* [PATCH] patch move-ext4_update_i_disksize-into-mpage_map_and_submit_extent
@ 2014-04-11 14:35 Theodore Ts'o
2014-04-12 13:45 ` [PATCH -v2] ext4: move ext4_update_i_disksize() into mpage_map_and_submit_extent() Theodore Ts'o
0 siblings, 1 reply; 5+ messages in thread
From: Theodore Ts'o @ 2014-04-11 14:35 UTC (permalink / raw)
To: Ext4 Developers List; +Cc: pfonseca, Theodore Ts'o
---
fs/ext4/ext4.h | 17 -----------------
fs/ext4/inode.c | 16 +++++++++++++---
2 files changed, 13 insertions(+), 20 deletions(-)

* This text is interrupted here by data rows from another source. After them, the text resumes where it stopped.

use std::error::Error;

use clap::Parser;

use barrage::args::ServerArgs;
use barrage::{init_logging, server};

fn main() -> Result<(), Box<dyn Error>> {
    let args = ServerArgs::parse();

    init_logging(args.verbose);

    let runtime = tokio::runtime::Builder::new_multi_thread()
        .enable_all()
        .build()?;

    runtime.block_on(async move { server::run(args.listen).await })?;
    Ok(())
}
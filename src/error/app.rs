use thiserror::Error;

use super::{ConfigError, HttpError, PayloadError, ServerError, StatsError};

#[derive(Debug, Error)]
pub enum AppError {
    #[error("I/O error: {source}")]
    Io {
        #[from]
        source: std::io::Error,
    },
    #[error("JSON error: {source}")]
    Json {
        #[from]
        source: serde_json::Error,
    },
    #[error("HTTP client error: {source}")]
    Reqwest {
        #[from]
        source: reqwest::Error,
    },
    #[error("Join error: {source}")]
    Join {
        #[from]
        source: tokio::task::JoinError,
    },
    #[error("Configuration error: {0}")]
    Config(#[from] ConfigError),
    #[error("Payload error: {0}")]
    Payload(#[from] PayloadError),
    #[error("HTTP error: {0}")]
    Http(#[from] HttpError),
    #[error("Server error: {0}")]
    Server(#[from] ServerError),
    #[error("Statistics error: {0}")]
    Stats(#[from] StatsError),
}

pub type AppResult<T> = Result<T, AppError>;

impl AppError {
    pub fn config<E>(error: E) -> Self
    where
        E: Into<ConfigError>,
    {
        error.into().into()
    }

    pub fn payload<E>(error: E) -> Self
    where
        E: Into<PayloadError>,
    {
        error.into().into()
    }

    pub fn http<E>(error: E) -> Self
    where
        E: Into<HttpError>,
    {
        error.into().into()
    }

    pub fn server<E>(error: E) -> Self
    where
        E: Into<ServerError>,
    {
        error.into().into()
    }

    pub fn stats<E>(error: E) -> Self
    where
        E: Into<StatsError>,
    {
        error.into().into()
    }

    /// HTTP status code reported to the submitter for this error.
    ///
    /// Configuration and payload-load problems are the submitter's fault;
    /// everything else is internal.
    #[must_use]
    pub fn status_code(&self) -> u16 {
        match self {
            AppError::Config(_) | AppError::Payload(_) | AppError::Json { .. } => 400,
            _ => 500,
        }
    }
}
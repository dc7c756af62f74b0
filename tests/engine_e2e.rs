mod support;

use std::io::Write;
use std::time::{Duration, Instant};

use barrage::config::{JobSpec, RunConfig};
use barrage::engine::Engine;
use barrage::payload::{Payload, Scope};

use support::spawn_http_server;

fn counted_spec(url: &str, conns: u64, reqs: u64) -> JobSpec {
    JobSpec {
        num_conns: conns,
        num_reqs: Some(reqs),
        url: url.to_owned(),
        method: "GET".to_owned(),
        ..JobSpec::default()
    }
}

async fn run_job(spec: &JobSpec) -> Result<barrage::report::RunReport, String> {
    let config = RunConfig::from_spec(spec).map_err(|err| err.to_string())?;
    let engine = Engine::new(config).await.map_err(|err| err.to_string())?;
    engine.run(None).await.map_err(|err| err.to_string())
}

#[tokio::test(flavor = "multi_thread")]
async fn counted_job_attempts_exactly_n_requests() -> Result<(), String> {
    let (url, _server) = spawn_http_server("{}")?;
    let report = run_job(&counted_spec(&url, 10, 100)).await?;

    assert_eq!(report.num_reqs, 100);
    assert_eq!(report.status.req2xx, 100);
    let total = report.status.req1xx
        + report.status.req2xx
        + report.status.req3xx
        + report.status.req4xx
        + report.status.req5xx
        + report.status.others;
    assert_eq!(total, 100);
    assert_eq!(report.error_count, 0);

    let tps: f64 = report.tps.parse().map_err(|_| "tps not numeric")?;
    assert!(tps > 0.0);
    Ok(())
}

#[tokio::test(flavor = "multi_thread")]
async fn timed_job_stops_at_the_deadline() -> Result<(), String> {
    let (url, _server) = spawn_http_server("{}")?;
    let spec = JobSpec {
        num_conns: 4,
        duration_secs: Some(1),
        url,
        method: "GET".to_owned(),
        ..JobSpec::default()
    };

    let start = Instant::now();
    let report = run_job(&spec).await?;
    let elapsed = start.elapsed();

    assert!(elapsed >= Duration::from_secs(1));
    // One in-flight request per worker may land after the deadline.
    assert!(elapsed < Duration::from_secs(4), "took {:?}", elapsed);
    assert!(report.num_reqs > 0);
    assert_eq!(report.error_count, 0);
    Ok(())
}

#[tokio::test(flavor = "multi_thread")]
async fn transport_errors_count_as_others() -> Result<(), String> {
    // Nothing listens on this address.
    let report = run_job(&counted_spec("http://127.0.0.1:9/none", 2, 10)).await?;

    assert_eq!(report.status.others, 10);
    assert_eq!(report.status.req2xx, 0);
    // Transport failures carry a failed assertion result.
    assert_eq!(report.error_count, 10);
    Ok(())
}

#[tokio::test(flavor = "multi_thread")]
async fn assertions_pass_against_response_body() -> Result<(), String> {
    let (url, _server) = spawn_http_server(r#"{"user": {"name": "Tom"}}"#)?;
    let mut spec = counted_spec(&url, 2, 20);
    spec.assertions = vec![
        assertion("$.user", "NOT_NULL", ""),
        assertion("$.age", "NULL", ""),
        assertion("$.user.name", "EQUAL", "Tom"),
    ];

    let report = run_job(&spec).await?;
    assert_eq!(report.status.req2xx, 20);
    assert_eq!(report.error_count, 0);
    Ok(())
}

#[tokio::test(flavor = "multi_thread")]
async fn failed_assertions_increment_error_count() -> Result<(), String> {
    let (url, _server) = spawn_http_server(r#"{"user": {"name": "Tom"}}"#)?;
    let mut spec = counted_spec(&url, 2, 10);
    spec.assertions = vec![assertion("$.user.name", "EQUAL", "NotTom")];

    let report = run_job(&spec).await?;
    // The request itself succeeds; only the assertion fails.
    assert_eq!(report.status.req2xx, 10);
    assert_eq!(report.error_count, 10);
    Ok(())
}

#[tokio::test(flavor = "multi_thread")]
async fn payload_rows_feed_placeholders() -> Result<(), String> {
    let (url, _server) = spawn_http_server("{}")?;

    let mut csv = tempfile::NamedTempFile::new().map_err(|err| err.to_string())?;
    writeln!(csv, "tom").map_err(|err| err.to_string())?;
    writeln!(csv, "ann").map_err(|err| err.to_string())?;
    let csv_path = csv
        .path()
        .to_str()
        .ok_or("csv path not utf-8")?
        .to_owned();

    let mut spec = counted_spec(&format!("{}/users/${{name}}", url), 2, 10);
    spec.payload_file = csv_path;
    spec.variable_names = "name".to_owned();
    spec.scope = "request".to_owned();

    let report = run_job(&spec).await?;
    assert_eq!(report.status.req2xx, 10);
    Ok(())
}

#[tokio::test(flavor = "multi_thread")]
async fn rate_limited_job_respects_the_rate() -> Result<(), String> {
    let (url, _server) = spawn_http_server("{}")?;
    let mut spec = counted_spec(&url, 2, 20);
    spec.rate = Some(40);

    let start = Instant::now();
    let report = run_job(&spec).await?;
    let elapsed = start.elapsed();

    assert_eq!(report.status.req2xx, 20);
    // 20 requests at 40 req/s with a burst bucket of 4 need refills.
    assert!(elapsed >= Duration::from_millis(300), "took {:?}", elapsed);
    Ok(())
}

#[tokio::test(flavor = "multi_thread")]
async fn payload_loads_from_an_upstream_url() -> Result<(), String> {
    let (url, _server) = spawn_http_server(r#"[{"name": "a"}, {"name": "b"}]"#)?;
    let columns = vec!["name".to_owned()];
    let payload = Payload::from_url(&url, &columns, 0, 2)
        .await
        .map_err(|err| err.to_string())?;

    assert_eq!(payload.len(), 2);
    let row = payload.get(Scope::Connection, 1);
    assert_eq!(row["name"], "b");
    Ok(())
}

fn assertion(expression: &str, condition: &str, expected: &str) -> barrage::config::AssertionSpec {
    barrage::config::AssertionSpec {
        asserter: "JsonPath".to_owned(),
        expression: expression.to_owned(),
        condition: condition.to_owned(),
        expected: expected.to_owned(),
    }
}
use std::collections::BTreeMap;
use std::sync::atomic::Ordering;
use std::time::Duration;

use serde::Serialize;

use crate::config::RunConfig;
use crate::stats::RunStats;

/// Quantiles exposed in the report, with their wire labels.
const REPORT_QUANTILES: [(f64, &str); 6] = [
    (0.25, "0.25"),
    (0.5, "0.5"),
    (0.75, "0.75"),
    (0.9, "0.9"),
    (0.95, "0.95"),
    (0.99, "0.99"),
];

#[derive(Debug, Clone, Serialize)]
pub struct StatusReport {
    pub req1xx: u64,
    pub req2xx: u64,
    pub req3xx: u64,
    pub req4xx: u64,
    pub req5xx: u64,
    #[serde(rename = "other")]
    pub others: u64,
}

/// Latency figures as decimal strings in milliseconds with two fractional
/// digits; the internal unit is microseconds.
#[derive(Debug, Clone, Serialize)]
pub struct LatencyReport {
    pub avg: String,
    #[serde(rename = "stdDev")]
    pub std_dev: String,
    pub max: String,
    pub min: String,
    pub percentiles: BTreeMap<String, String>,
}

/// The aggregated report returned to the submitter.
#[derive(Debug, Clone, Serialize)]
pub struct RunReport {
    pub url: String,
    #[serde(rename = "numConns")]
    pub num_conns: u64,
    #[serde(rename = "numReqs")]
    pub num_reqs: u64,
    pub status: StatusReport,
    pub latency: LatencyReport,
    pub tps: String,
    #[serde(rename = "errorCount")]
    pub error_count: u64,
}

impl RunReport {
    /// Assembles the final report after all workers have joined.
    #[must_use]
    pub fn build(
        config: &RunConfig,
        stats: &RunStats,
        completed_reqs: u64,
        time_taken: Duration,
    ) -> Self {
        let quantiles: Vec<f64> = REPORT_QUANTILES.iter().map(|(q, _)| *q).collect();
        let latencies = stats.latency_summary(&quantiles);

        let percentiles = REPORT_QUANTILES
            .iter()
            .zip(latencies.percentiles.iter())
            .map(|((_, label), (_, micros))| ((*label).to_owned(), format_ms(*micros as f64)))
            .collect();

        let status = stats.status();
        let num_reqs = config.counted_requests().unwrap_or(completed_reqs);
        let seconds = time_taken.as_secs_f64();
        let tps = if seconds > 0.0 {
            num_reqs as f64 / seconds
        } else {
            0.0
        };

        Self {
            url: config.url.clone(),
            num_conns: config.connections,
            num_reqs,
            status: StatusReport {
                req1xx: status.req_1xx.load(Ordering::Relaxed),
                req2xx: status.req_2xx.load(Ordering::Relaxed),
                req3xx: status.req_3xx.load(Ordering::Relaxed),
                req4xx: status.req_4xx.load(Ordering::Relaxed),
                req5xx: status.req_5xx.load(Ordering::Relaxed),
                others: status.others.load(Ordering::Relaxed),
            },
            latency: LatencyReport {
                avg: format_ms(latencies.mean),
                std_dev: format_ms(latencies.stddev),
                max: format_ms(latencies.max as f64),
                min: format_ms(latencies.min as f64),
                percentiles,
            },
            tps: format!("{:.2}", tps),
            error_count: stats.assert_failures(),
        }
    }
}

fn format_ms(micros: f64) -> String {
    format!("{:.2}", micros / 1000.0)
}
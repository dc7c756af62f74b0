use thiserror::Error;

#[derive(Debug, Error)]
pub enum StatsError {
    #[error("Histogram error while trying to {context}: {source}")]
    Histogram {
        context: &'static str,
        source: Box<dyn std::error::Error + Send + Sync>,
    },
}
use crate::image_pipeline::common::error::Result;
use crate::image_pipeline::frame::types::DecodedFrame;

pub trait FrameDecoder {
    fn decode(&self, data: &[u8]) -> Result<DecodedFrame>;
}
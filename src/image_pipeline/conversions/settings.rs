//! TOML settings source for pipeline options.
//!
//! Every key is optional; missing keys fall back to [`PipelineConfig`]
//! defaults.
//!
//! ```toml
//! mode = "mask"
//! parallel = true
//! max_dimension = 20000
//!
//! [hue_range]
//! low = 131.0
//! high = 145.0
//!
//! [frame]
//! width = 640
//! height = 480
//! channels = 3
//! origin = "top_left"
//!
//! # background layout for `mode = "composite"`, defaults to [frame]
//! [background]
//! width = 640
//! height = 480
//! channels = 4
//! ```

use std::path::Path;

use serde::{Deserialize, Serialize};
use tracing::{debug, info};

use crate::image_pipeline::chroma_key::HueRange;
use crate::image_pipeline::common::error::{PipelineError, Result};
use crate::image_pipeline::conversions::config::PipelineConfig;
use crate::image_pipeline::frame::FrameLayout;

/// Hue bounds as written in the settings file, validated by [`Settings::to_config`].
#[derive(Debug, Clone, Copy, PartialEq, Serialize, Deserialize)]
pub struct HueBounds {
    pub low: f64,
    pub high: f64,
}

/// Which pipeline the binary runs
#[derive(Debug, Clone, Copy, Default, PartialEq, Eq, Serialize, Deserialize)]
#[serde(rename_all = "snake_case")]
pub enum Mode {
    /// Chroma key one frame
    #[default]
    Mask,
    /// Composite a foreground frame over a background frame
    Composite,
}

#[derive(Debug, Clone, Default, PartialEq, Serialize, Deserialize)]
#[serde(deny_unknown_fields)]
pub struct Settings {
    pub mode: Option<Mode>,
    pub hue_range: Option<HueBounds>,
    pub parallel: Option<bool>,
    pub validate_dimensions: Option<bool>,
    pub max_dimension: Option<usize>,
    pub frame: Option<FrameLayout>,
    pub background: Option<FrameLayout>,
}

impl Settings {
    pub fn from_toml_str(text: &str) -> Result<Self> {
        toml::from_str(text).map_err(|e| PipelineError::SettingsError(e.to_string()))
    }

    pub fn load<P: AsRef<Path>>(path: P) -> Result<Self> {
        let path = path.as_ref();
        debug!("Loading settings from {}", path.display());

        let text = std::fs::read_to_string(path).map_err(|e| {
            PipelineError::InputReadError(format!("{}: {}", path.display(), e))
        })?;
        toml::from_str(&text)
            .map_err(|e| PipelineError::SettingsError(format!("{}: {}", path.display(), e)))
    }

    /// Loads `path` if it exists, otherwise returns the defaults.
    pub fn load_or_default<P: AsRef<Path>>(path: P) -> Result<Self> {
        let path = path.as_ref();
        if !path.exists() {
            info!("No settings file at {}, using defaults", path.display());
            return Ok(Self::default());
        }
        Self::load(path)
    }

    pub fn to_config(&self) -> Result<PipelineConfig> {
        let mut builder = PipelineConfig::builder();

        if let Some(bounds) = self.hue_range {
            builder = builder.hue_range(HueRange::new(bounds.low, bounds.high)?);
        }
        if let Some(parallel) = self.parallel {
            builder = builder.parallel(parallel);
        }
        if let Some(validate) = self.validate_dimensions {
            builder = builder.validate_dimensions(validate);
        }
        if let Some(max) = self.max_dimension {
            builder = builder.max_dimension(Some(max));
        }

        Ok(builder.build())
    }

    pub fn mode(&self) -> Mode {
        self.mode.unwrap_or_default()
    }

    pub fn frame_layout(&self) -> Option<FrameLayout> {
        self.frame
    }

    /// Layout of the composite background, falling back to `[frame]`.
    pub fn background_layout(&self) -> Option<FrameLayout> {
        self.background.or(self.frame)
    }
}
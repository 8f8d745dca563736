//! Frame collaborator module
//!
//! Boundary traits for the decoder and encoder that sit on either side of the
//! pixel operations, plus implementations for headerless interleaved frames.

mod reader;
mod writer;
mod raw_frame_reader;
mod raw_frame_writer;
pub mod types;

pub use reader::FrameDecoder;
pub use writer::FrameEncoder;
pub use raw_frame_reader::RawFrameDecoder;
pub use raw_frame_writer::RawFrameEncoder;
pub use types::{DecodedFrame, FrameLayout};
//! Common utilities module
//!
//! This module contains the error type shared across the image pipeline.

pub mod error;

pub use error::{PipelineError, Result};
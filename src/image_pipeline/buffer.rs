//! Pixel buffer module
//!
//! Owned RGBA buffers with an explicit origin convention, plus the row-order
//! adapter used to move between file order and bottom-up surface order.

pub mod types;
pub mod orientation;

pub use types::{ImageBuffer, Origin, Pixel, OPAQUE, sample_count};
pub use orientation::{flip_vertical, into_origin};
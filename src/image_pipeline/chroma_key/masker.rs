//! Hue-band alpha masking.

use rayon::prelude::*;
use tracing::debug;

use crate::image_pipeline::buffer::{ImageBuffer, OPAQUE, Origin, Pixel};
use crate::image_pipeline::chroma_key::types::HueRange;
use crate::image_pipeline::color::rgb_to_hsv;
use crate::image_pipeline::common::error::Result;

const TRANSPARENT: u8 = 0;

/// Counts gathered while masking a buffer
#[derive(Debug, Clone, Copy, PartialEq, Eq, Default)]
pub struct MaskStats {
    /// Pixels whose alpha was set to transparent
    pub keyed: usize,
    /// Pixels visited
    pub total: usize,
}

/// Rewrites the alpha channel of every pixel from its hue.
#[derive(Debug, Clone, Copy, Default)]
pub struct ChromaKeyMasker {
    hue_range: HueRange,
    parallel: bool,
}

impl ChromaKeyMasker {
    pub fn new(hue_range: HueRange) -> Self {
        Self {
            hue_range,
            parallel: false,
        }
    }

    /// Splits the work across rows with rayon. Output is identical.
    pub fn parallel(mut self, enable: bool) -> Self {
        self.parallel = enable;
        self
    }

    pub fn hue_range(&self) -> &HueRange {
        &self.hue_range
    }

    pub fn apply(&self, buffer: ImageBuffer) -> ImageBuffer {
        self.apply_with_stats(buffer).0
    }

    pub fn apply_with_stats(&self, mut buffer: ImageBuffer) -> (ImageBuffer, MaskStats) {
        let range = self.hue_range;
        let width = buffer.width().max(1);
        let total = buffer.pixels().len();

        let keyed = if self.parallel {
            buffer
                .pixels_mut()
                .par_chunks_mut(width)
                .map(|row| mask_row(row, &range))
                .sum::<usize>()
        } else {
            buffer
                .pixels_mut()
                .chunks_mut(width)
                .map(|row| mask_row(row, &range))
                .sum::<usize>()
        };

        let stats = MaskStats { keyed, total };
        debug!(
            "Masked {} of {} pixels with hue range ({}, {})",
            stats.keyed,
            stats.total,
            range.low(),
            range.high()
        );
        (buffer, stats)
    }
}

/// Masks `buffer` in place with the sequential masker and returns it.
pub fn apply_mask(buffer: ImageBuffer, hue_range: &HueRange) -> ImageBuffer {
    ChromaKeyMasker::new(*hue_range).apply(buffer)
}

/// Validates interleaved 3- or 4-channel samples and masks them.
pub fn mask_interleaved(
    width: usize,
    height: usize,
    channels: usize,
    data: &[u8],
    origin: Origin,
    hue_range: &HueRange,
) -> Result<ImageBuffer> {
    let buffer = ImageBuffer::from_interleaved(width, height, channels, data, origin)?;
    Ok(apply_mask(buffer, hue_range))
}

fn mask_row(row: &mut [Pixel], range: &HueRange) -> usize {
    row.iter_mut().map(|px| mask_pixel(px, range) as usize).sum()
}

/// Returns true when the pixel was keyed out.
#[inline]
fn mask_pixel(px: &mut Pixel, range: &HueRange) -> bool {
    let hue = rgb_to_hsv(px.r, px.g, px.b).hue;
    let keyed = range.contains(hue);
    px.a = if keyed { TRANSPARENT } else { OPAQUE };
    keyed
}

#[cfg(test)]
mod tests {
    use super::*;
    use crate::image_pipeline::common::error::PipelineError;

    fn single(px: Pixel) -> ImageBuffer {
        ImageBuffer::from_pixels(1, 1, Origin::TopLeft, vec![px]).unwrap()
    }

    #[test]
    fn test_boundary_hues_stay_opaque() {
        // (0, 250, 75) sits at hue ~138
        let px = Pixel::opaque(0, 250, 75);
        let hue = rgb_to_hsv(px.r, px.g, px.b).hue;
        assert!((hue - 138.0).abs() < 1e-9);

        let inside = apply_mask(single(px), &HueRange::new(131.0, 145.0).unwrap());
        assert_eq!(inside.pixels()[0].a, 0);

        let at_low = apply_mask(single(px), &HueRange::new(hue, hue + 7.0).unwrap());
        assert_eq!(at_low.pixels()[0].a, 255);

        let at_high = apply_mask(single(px), &HueRange::new(hue - 7.0, hue).unwrap());
        assert_eq!(at_high.pixels()[0].a, 255);
    }

    #[test]
    fn test_exact_integer_boundaries() {
        let range = HueRange::new(120.0, 180.0).unwrap();
        let pixels = vec![
            Pixel::opaque(0, 255, 0),   // 120
            Pixel::opaque(0, 255, 255), // 180
            Pixel::opaque(0, 255, 128), // ~150
        ];
        let image = ImageBuffer::from_pixels(3, 1, Origin::TopLeft, pixels).unwrap();

        let masked = apply_mask(image, &range);
        let alphas: Vec<u8> = masked.pixels().iter().map(|px| px.a).collect();
        assert_eq!(alphas, vec![255, 255, 0]);
    }

    #[test]
    fn test_rgb_passes_through_and_alpha_is_overwritten() {
        let range = HueRange::new(100.0, 140.0).unwrap();
        let pixels = vec![Pixel::new(0, 255, 0, 17), Pixel::new(255, 0, 0, 3)];
        let image = ImageBuffer::from_pixels(2, 1, Origin::TopLeft, pixels).unwrap();

        let masked = apply_mask(image, &range);
        assert_eq!(masked.pixels(), &[Pixel::new(0, 255, 0, 0), Pixel::new(255, 0, 0, 255)]);
    }

    #[test]
    fn test_two_pixel_rgb_scenario() {
        let data = [255, 0, 0, 0, 255, 0];
        let range = HueRange::new(100.0, 140.0).unwrap();

        let masked = mask_interleaved(2, 1, 3, &data, Origin::TopLeft, &range).unwrap();
        assert_eq!(masked.pixels(), &[Pixel::new(255, 0, 0, 255), Pixel::new(0, 255, 0, 0)]);
    }

    #[test]
    fn test_rgb_input_is_opaque_outside_range() {
        // hues 0, 60 and 240: none fall in the green band
        let data = [255, 0, 0, 255, 255, 0, 0, 0, 255, 40, 40, 40];
        let range = HueRange::new(100.0, 140.0).unwrap();

        let masked = mask_interleaved(2, 2, 3, &data, Origin::TopLeft, &range).unwrap();
        assert!(masked.pixels().iter().all(|px| px.a == 255));
    }

    #[test]
    fn test_unsupported_channels() {
        let range = HueRange::default();
        let result = mask_interleaved(1, 1, 2, &[0, 0], Origin::TopLeft, &range);
        assert!(matches!(result, Err(PipelineError::UnsupportedChannelCount(2))));
    }

    #[test]
    fn test_parallel_matches_sequential() {
        let (width, height) = (37, 23);
        let pixels = (0..width * height)
            .map(|i| Pixel::new((i * 13) as u8, (i * 29) as u8, (i * 7) as u8, 128))
            .collect();
        let image = ImageBuffer::from_pixels(width, height, Origin::BottomLeft, pixels).unwrap();
        let range = HueRange::new(60.0, 200.0).unwrap();

        let (sequential, seq_stats) = ChromaKeyMasker::new(range).apply_with_stats(image.clone());
        let masker = ChromaKeyMasker::new(range).parallel(true);
        assert_eq!(masker.hue_range(), &range);
        let (parallel, par_stats) = masker.apply_with_stats(image);

        assert_eq!(sequential, parallel);
        assert_eq!(seq_stats, par_stats);
        assert_eq!(seq_stats.total, width * height);
        assert!(seq_stats.keyed > 0 && seq_stats.keyed < seq_stats.total);
        assert_eq!(parallel.origin(), Origin::BottomLeft);
    }

    #[test]
    fn test_empty_buffer() {
        let image = ImageBuffer::new(0, 0, Origin::TopLeft).unwrap();
        let (masked, stats) = ChromaKeyMasker::default().apply_with_stats(image);
        assert_eq!(stats, MaskStats::default());
        assert!(masked.pixels().is_empty());
    }
}
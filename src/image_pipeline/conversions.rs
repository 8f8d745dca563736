//! Pipeline conversions module
//!
//! This module contains the orchestration logic that wires frame decoders and
//! encoders around the masking and compositing operations.

pub mod config;
pub mod settings;
mod timing;
mod chroma_key_pipeline;
mod composite_pipeline;


pub use config::{PipelineConfig, PipelineConfigBuilder, DEFAULT_MAX_DIMENSION};
pub use settings::{HueBounds, Mode, Settings};
pub use timing::{PipelineTimings, StepTiming, Timer};
pub use chroma_key_pipeline::ChromaKeyPipeline;
pub use composite_pipeline::CompositePipeline;
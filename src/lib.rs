pub mod image_pipeline;
pub mod logger;
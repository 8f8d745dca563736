use std::io::Write;
use tracing::debug;
use crate::image_pipeline::buffer::{ImageBuffer, Origin};
use crate::image_pipeline::common::error::{Result, PipelineError};
use crate::image_pipeline::frame::writer::FrameEncoder;

/// Writes interleaved RGBA bytes, top row first, with no header.
#[derive(Debug, Clone, Copy, Default)]
pub struct RawFrameEncoder;

impl FrameEncoder for RawFrameEncoder {
    fn encode(&self, image: &ImageBuffer, output: &mut dyn Write) -> Result<()> {
        debug!("Encoding raw RGBA frame: {}x{}", image.width(), image.height());

        if image.origin() != Origin::TopLeft {
            return Err(PipelineError::OrientationMismatch(Origin::TopLeft, image.origin()));
        }

        output.write_all(&image.to_rgba_bytes())?;

        debug!("Raw frame encoding complete");
        Ok(())
    }
}

#[cfg(test)]
mod tests {
    use super::*;
    use crate::image_pipeline::buffer::Pixel;

    #[test]
    fn test_encode_writes_rgba_rows() {
        let pixels = vec![Pixel::new(1, 2, 3, 4), Pixel::new(5, 6, 7, 8)];
        let image = ImageBuffer::from_pixels(1, 2, Origin::TopLeft, pixels).unwrap();

        let mut output = Vec::new();
        RawFrameEncoder.encode(&image, &mut output).unwrap();
        assert_eq!(output, vec![1, 2, 3, 4, 5, 6, 7, 8]);
    }

    #[test]
    fn test_encode_rejects_bottom_up_buffers() {
        let image = ImageBuffer::new(1, 1, Origin::BottomLeft).unwrap();
        let result = RawFrameEncoder.encode(&image, &mut Vec::new());
        assert!(matches!(
            result,
            Err(PipelineError::OrientationMismatch(Origin::TopLeft, Origin::BottomLeft))
        ));
    }
}
use std::collections::HashMap;
use std::time::{Duration, Instant};

use tracing::debug;

#[derive(Debug, Clone)]
pub struct StepTiming {
    pub name: String,
    pub duration: Duration,
}

/// Wall-clock durations of the steps of one pipeline run
#[derive(Debug, Default)]
pub struct PipelineTimings {
    steps: Vec<StepTiming>,
    step_map: HashMap<String, Duration>,
}

impl PipelineTimings {
    pub fn new() -> Self {
        Self::default()
    }

    pub fn add_step(&mut self, name: impl Into<String>, duration: Duration) {
        let name = name.into();
        self.steps.push(StepTiming {
            name: name.clone(),
            duration,
        });
        *self.step_map.entry(name).or_insert(Duration::ZERO) += duration;
    }

    /// Runs `step` inside a tracing span and records how long it took.
    pub fn time<T>(&mut self, name: &str, step: impl FnOnce() -> T) -> T {
        let _span = tracing::info_span!("step", name).entered();
        let timer = Timer::start(name);
        let out = step();
        let (name, duration) = timer.stop();
        self.add_step(name, duration);
        out
    }

    pub fn total_duration(&self) -> Duration {
        self.steps.iter().map(|s| s.duration).sum()
    }

    pub fn get_step(&self, name: &str) -> Option<Duration> {
        self.step_map.get(name).copied()
    }

    pub fn steps(&self) -> &[StepTiming] {
        &self.steps
    }

    pub fn log_summary(&self) {
        let total = self.total_duration();
        for step in &self.steps {
            let percentage = if total.as_secs_f64() > 0.0 {
                (step.duration.as_secs_f64() / total.as_secs_f64()) * 100.0
            } else {
                0.0
            };
            debug!(
                "{:<24} {:>10.3}ms ({:>5.1}%)",
                step.name,
                step.duration.as_secs_f64() * 1000.0,
                percentage
            );
        }
        debug!("{:<24} {:>10.3}ms", "total", total.as_secs_f64() * 1000.0);
    }
}

pub struct Timer {
    start: Instant,
    name: String,
}

impl Timer {
    pub fn start(name: impl Into<String>) -> Self {
        Self {
            start: Instant::now(),
            name: name.into(),
        }
    }

    pub fn stop(self) -> (String, Duration) {
        (self.name, self.start.elapsed())
    }
}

diff --git a/fs/ext4/ext4.h b/fs/ext4/ext4.h
index f1c65dc..66946aa 100644
--- a/fs/ext4/ext4.h
+++ b/fs/ext4/ext4.h
@@ -2466,23 +2466,6 @@ static inline void ext4_update_i_disksize(struct inode *inode, loff_t newsize)
up_write(&EXT4_I(inode)->i_data_sem);
}
-/*
- * Update i_disksize after writeback has been started. Races with truncate
- * are avoided by checking i_size under i_data_sem.
- */
-static inline void ext4_wb_update_i_disksize(struct inode *inode, loff_t newsize)
-{
- loff_t i_size;
-
- down_write(&EXT4_I(inode)->i_data_sem);
- i_size = i_size_read(inode);
- if (newsize > i_size)
- newsize = i_size;
- if (newsize > EXT4_I(inode)->i_disksize)
- EXT4_I(inode)->i_disksize = newsize;
- up_write(&EXT4_I(inode)->i_data_sem);
-}
-
struct ext4_group_info {
unsigned long bb_state;
struct rb_root bb_free_root;
diff --git a/fs/ext4/inode.c b/fs/ext4/inode.c
index 7b93df9..f023f0c 100644
--- a/fs/ext4/inode.c
+++ b/fs/ext4/inode.c
@@ -2247,13 +2247,23 @@ static int mpage_map_and_submit_extent(handle_t *handle,
return err;
} while (map->m_len);
- /* Update on-disk size after IO is submitted */
+ /*
+ * Update on-disk size after IO is submitted. Races with
+ * truncate are avoided by checking i_size under i_data_sem.
+ */
disksize = ((loff_t)mpd->first_page) << PAGE_CACHE_SHIFT;
if (disksize > EXT4_I(inode)->i_disksize) {
int err2;
^ permalink raw reply related [flat|nested] 5+ messages in thread
* [PATCH -v2] ext4: move ext4_update_i_disksize() into mpage_map_and_submit_extent()
2014-04-11 14:35 [PATCH] patch move-ext4_update_i_disksize-into-mpage_map_and_submit_extent Theodore Ts'o
@ 2014-04-12 13:45 ` Theodore Ts'o
2014-04-15 16:26 ` Jan Kara
0 siblings, 1 reply; 5+ messages in thread
From: Theodore Ts'o @ 2014-04-12 13:45 UTC (permalink / raw)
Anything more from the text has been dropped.